D614G突变可能影响传播的第二种方式是免疫。D614嵌入在原始SARS-CoV S蛋白的免疫显性线性表位中。该肽具有很高的血清学反应活性(64%),并且在2002年SARS-CoV流行期间感染个体的恢复期血清中诱导了长期的b细胞记忆反应。无论是在体外还是在体内,针对这种肽的抗体都通过一个表位序列依赖机制介导了SARS-CoV感染的抗体依赖增强(ADE)。所谓的ADE,即指病毒在相应抗体协助下复制或感染能力显著增强的现象。有研究推测,抗体结合可能介导了S蛋白的构象变化,从而增加了RBD-ACE2的相互作用,产生增强效应。

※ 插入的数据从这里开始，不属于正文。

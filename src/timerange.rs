//! Grafana time-range parsing
//!
//! the SimpleJSON datasource sends `from`/`to` in a handful of string forms:
//! a full RFC-3339 instant, the literal "now", or a relative "now-<N>h".
//! parse failure is deliberately silent: callers treat `None` as "no bound"
//! and fall back to an unfiltered (limit-capped) query.

use chrono::{DateTime, Duration, Utc};

/// parse one range bound. first matching form wins:
/// absent/empty, RFC-3339 (`Z` ≡ `+00:00`), `"now"`, `now-<N>h`, else `None`.
pub fn parse(raw: Option<&str>) -> Option<DateTime<Utc>> {
    let raw = raw?.trim();
    if raw.is_empty() {
        return None;
    }

    if let Ok(instant) = DateTime::parse_from_rfc3339(raw) {
        return Some(instant.with_timezone(&Utc));
    }

    if raw == "now" {
        return Some(Utc::now());
    }

    if let Some(hours) = raw.strip_prefix("now-").and_then(|r| r.strip_suffix('h')) {
        if let Ok(n) = hours.parse::<u32>() {
            return Some(Utc::now() - Duration::hours(i64::from(n)));
        }
    }

    None
}

#[cfg(test)]
mod tests {
    use super::*;
    use chrono::TimeZone;

    fn close_to(actual: DateTime<Utc>, expected: DateTime<Utc>) -> bool {
        (actual - expected).num_seconds().abs() < 1
    }

    #[test]
    fn test_absent_and_empty_are_none() {
        assert_eq!(parse(None), None);
        assert_eq!(parse(Some("")), None);
        assert_eq!(parse(Some("   ")), None);
    }

    #[test]
    fn test_rfc3339_exact() {
        let parsed = parse(Some("2024-01-01T00:00:00Z")).unwrap();
        assert_eq!(parsed, Utc.with_ymd_and_hms(2024, 1, 1, 0, 0, 0).unwrap());
    }

    #[test]
    fn test_rfc3339_offset_equivalent_to_z() {
        let z = parse(Some("2024-01-01T06:00:00Z")).unwrap();
        let offset = parse(Some("2024-01-01T06:00:00+00:00")).unwrap();
        assert_eq!(z, offset);
    }

    #[test]
    fn test_rfc3339_with_millis() {
        let parsed = parse(Some("2024-01-01T00:00:00.500Z")).unwrap();
        assert_eq!(parsed.timestamp_millis(), 1_704_067_200_500);
    }

    #[test]
    fn test_now() {
        let parsed = parse(Some("now")).unwrap();
        assert!(close_to(parsed, Utc::now()));
    }

    #[test]
    fn test_now_minus_hours() {
        let parsed = parse(Some("now-6h")).unwrap();
        assert!(close_to(parsed, Utc::now() - Duration::hours(6)));
    }

    #[test]
    fn test_now_minus_zero_hours() {
        let parsed = parse(Some("now-0h")).unwrap();
        assert!(close_to(parsed, Utc::now()));
    }

    #[test]
    fn test_garbage_is_none() {
        assert_eq!(parse(Some("garbage")), None);
        assert_eq!(parse(Some("now-xh")), None);
        assert_eq!(parse(Some("now-6d")), None);
        assert_eq!(parse(Some("now--6h")), None);
        assert_eq!(parse(Some("2024-13-99")), None);
    }
}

因此,基于现有的信息,研究团队认为,D614G突变可能通过多种方式影响S的感染性:它可能提高受体结合、融合激活或ADE抗体诱导。另一种机制则可能仅仅通过抗原漂移介导抗体逃逸。
值得注意的是,改变后的S蛋白对早期中和抗体的敏感性可能也降低了,这可能使易感人群受到第二次感染。
研究团队还考虑了另一个问题,如果D614G突变可以增加传播能力,是否也可能影响疾病的严重程度?由于临床结果数据在GISAID中无法获得,研究团队将重点放在一个单一的地理区域,即英格兰的谢菲尔德。谢菲尔德遵循了世界上大部分地区观察到的模式,起初为D614开始,到3月底主要转向G614。他们研究了来自谢菲尔德的453名COVID-19患者。

结果显示,与D614相比,携带G614突变的患者具有较高的病毒载量。但是这并不一定意味着疾病危险的增加,他们提到,虽然G614突变在ICU患者中略有富集,但这在统计学上并不显著。